Long before any motorbike design finds its way to market, though, it typically goes through several stages of development—both as three-dimensional objects and also in the form of patent filings. In March 2023, we noted that Kawasaki is apparently still busy working on its own leaning three-wheeler design, which it’s been developing for years at this point.
Now that it’s May 2023, we’ve uncovered a slew of recently published BMW patent applications that relate to aspects of future tilting and/or leaning vehicles. As BMW is an international manufacturer that sells its vehicles in a variety of markets worldwide, these applications have been spread across multiple patent offices, particular in Germany and the US.
Gallery: BMW Tilting Motorbike Patent Drawings
Most patents we’ve seen so far (and we freely acknowledge that there could be additional ones to uncover) were applied for in 2021 but weren’t published until anywhere from February to late April 2023. They cover multiple points of interest on a tilting or leaning vehicle, including the seat, lighting unit and how it attaches to the vehicle, the tilting vehicle itself as an overall composition, and a potential removable windscreen design.
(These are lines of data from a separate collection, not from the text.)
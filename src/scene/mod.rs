pub mod controller;

use crate::catalog::{Floor, RoomCatalog, RoomId, Rgb};
use crate::config::ViewerConfig;
use glam::{Mat4, Vec2, Vec3};
use std::collections::HashMap;

/// Arena slot of a room node. Only valid for the scene that produced it.
#[derive(Debug, Clone, Copy, PartialEq, Eq, Hash, PartialOrd, Ord)]
pub struct RoomHandle(usize);

impl RoomHandle {
    pub fn index(self) -> usize {
        self.0
    }
}

#[derive(Debug, Clone, Copy, PartialEq)]
pub struct Aabb {
    pub min: Vec3,
    pub max: Vec3,
}

impl Aabb {
    pub fn from_center_size(center: Vec3, size: Vec3) -> Self {
        let half = size * 0.5;
        Self {
            min: center - half,
            max: center + half,
        }
    }

}

#[derive(Debug, Clone, Copy, PartialEq)]
pub struct Transform {
    pub translation: Vec3,
}

impl Transform {
    pub fn at(translation: Vec3) -> Self {
        Self { translation }
    }

    /// Model matrix for a unit box scaled to `size`.
    pub fn to_matrix(&self, size: Vec3) -> Mat4 {
        Mat4::from_scale_rotation_translation(size, glam::Quat::IDENTITY, self.translation)
    }
}

#[derive(Debug, Clone)]
pub struct RoomNode {
    pub handle: RoomHandle,
    pub room_id: RoomId,
    pub name: String,
    pub floor: Floor,
    pub size: Vec3,
    pub rest: Transform,
    pub current: Transform,
    pub visible: bool,
    pub emphasized: bool,
    /// Linear RGBA with the room opacity in alpha.
    pub tint: [f32; 4],
    pub emissive: [f32; 3],
}

impl RoomNode {
    pub fn aabb(&self) -> Aabb {
        Aabb::from_center_size(self.current.translation, self.size)
    }

    pub fn model_matrix(&self) -> Mat4 {
        self.current.to_matrix(self.size)
    }
}

#[derive(Debug, Clone, Copy)]
pub struct GroundPlane {
    pub size: f32,
    pub height: f32,
    pub color: Rgb,
}

impl GroundPlane {
    pub fn model_matrix(&self, center: Vec2) -> Mat4 {
        Mat4::from_translation(Vec3::new(center.x, self.height, center.y))
            * Mat4::from_scale(Vec3::new(self.size, 1.0, self.size))
    }
}

/// Runtime scene: one node per catalog room, addressed by handle or id.
#[derive(Debug, Clone)]
pub struct SceneGraph {
    nodes: Vec<RoomNode>,
    index: HashMap<RoomId, RoomHandle>,
    ground: GroundPlane,
    center: Vec2,
}

impl SceneGraph {
    pub fn nodes(&self) -> &[RoomNode] {
        &self.nodes
    }

    pub fn nodes_mut(&mut self) -> &mut [RoomNode] {
        &mut self.nodes
    }

    pub fn node(&self, handle: RoomHandle) -> Option<&RoomNode> {
        self.nodes.get(handle.0)
    }

    #[cfg(test)]
    pub fn handle_of(&self, id: &str) -> Option<RoomHandle> {
        self.index.get(id).copied()
    }

    #[cfg(test)]
    pub fn node_by_id(&self, id: &str) -> Option<&RoomNode> {
        self.handle_of(id).and_then(|handle| self.node(handle))
    }

    pub fn contains(&self, id: &str) -> bool {
        self.index.contains_key(id)
    }

    pub fn len(&self) -> usize {
        self.nodes.len()
    }

    pub fn is_empty(&self) -> bool {
        self.nodes.is_empty()
    }

    pub fn visible_nodes(&self) -> impl Iterator<Item = &RoomNode> {
        self.nodes.iter().filter(|node| node.visible)
    }

    pub fn ground(&self) -> &GroundPlane {
        &self.ground
    }

    /// Horizontal centre of the building (union of all footprints).
    pub fn center(&self) -> Vec2 {
        self.center
    }
}

pub fn build_scene(catalog: &RoomCatalog, config: &ViewerConfig) -> SceneGraph {
    let rooms = catalog.rooms();
    let mut nodes = Vec::with_capacity(rooms.len());
    let mut index = HashMap::with_capacity(rooms.len());

    for (slot, room) in rooms.iter().enumerate() {
        let handle = RoomHandle(slot);
        let center = room.footprint.center();
        let y = room.floor.index() * config.floor_height + config.room_height * 0.5;
        let rest = Transform::at(Vec3::new(center.x, y, center.y));
        nodes.push(RoomNode {
            handle,
            room_id: room.id.clone(),
            name: room.name.clone(),
            floor: room.floor,
            size: Vec3::new(room.footprint.width, config.room_height, room.footprint.depth),
            rest,
            current: rest,
            visible: true,
            emphasized: false,
            tint: room.color.to_linear_rgba(config.room_opacity),
            emissive: [0.0; 3],
        });
        index.insert(room.id.clone(), handle);
    }

    let center = rooms
        .iter()
        .map(|room| (room.footprint.min(), room.footprint.max()))
        .reduce(|(min_a, max_a), (min_b, max_b)| (min_a.min(min_b), max_a.max(max_b)))
        .map(|(min, max)| (min + max) * 0.5)
        .unwrap_or(Vec2::ZERO);

    log::info!(
        "Built scene with {} rooms, centre ({:.2}, {:.2})",
        nodes.len(),
        center.x,
        center.y
    );

    SceneGraph {
        nodes,
        index,
        ground: GroundPlane {
            size: config.ground_size,
            height: -0.01,
            color: config.ground_color,
        },
        center,
    }
}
What kind of tilting motorbike are we talking about? Here, BMW is clearly leaving its options open, as one patent states that, “A tilting vehicle is intended to be understood to be inter alia motorcycles or motorcycle-like motor vehicles, such as motor scooters, in particular tiltable two-, three- or four-wheeled motor scooters, scooters or the like.”
If you’ve spent any appreciable amount of time looking at patent applications from various intellectual property organizations, you’ll know that they don’t always come with drawings. Although BMW has filed at least three patent applications that specifically call out a tilting vehicle and/or operation of a tilting vehicle, so far, those applications do not include drawings.
One refers to the tilting vehicle as possibly being a cargo bike, and another specifies the use of an internal combustion engine—in other words, in at least one design configuration, the intended vehicle will not be electric. That certainly doesn’t preclude the existence of an additional electric design, however.
Although BMW is clearly keeping any overall specific tilting vehicle designs close to the vest in the present, some patent applications for constituent parts of tilting motorbike designs do contain drawings. Take, for example, this removable windscreen design, which BMW specifically says is meant for use on tilting vehicles. While adjustable windscreens aren’t uncommon on all kinds of motorbikes, BMW’s design for this application would involve an adjustable windscreen that is also lockable and removable, all without requiring the use of any additional tools.
While it’s far from clear exactly what BMW has up its sleeve with regard to potential tilting vehicle development, one thing we can say for sure is that it’s expended a significant amount of time and effort so far. Patent applications are only one step, though—and they are no guarantee that we’ll ever see an actual vehicle in the real world. As ever, we’ll have to wait and see how it all plays out.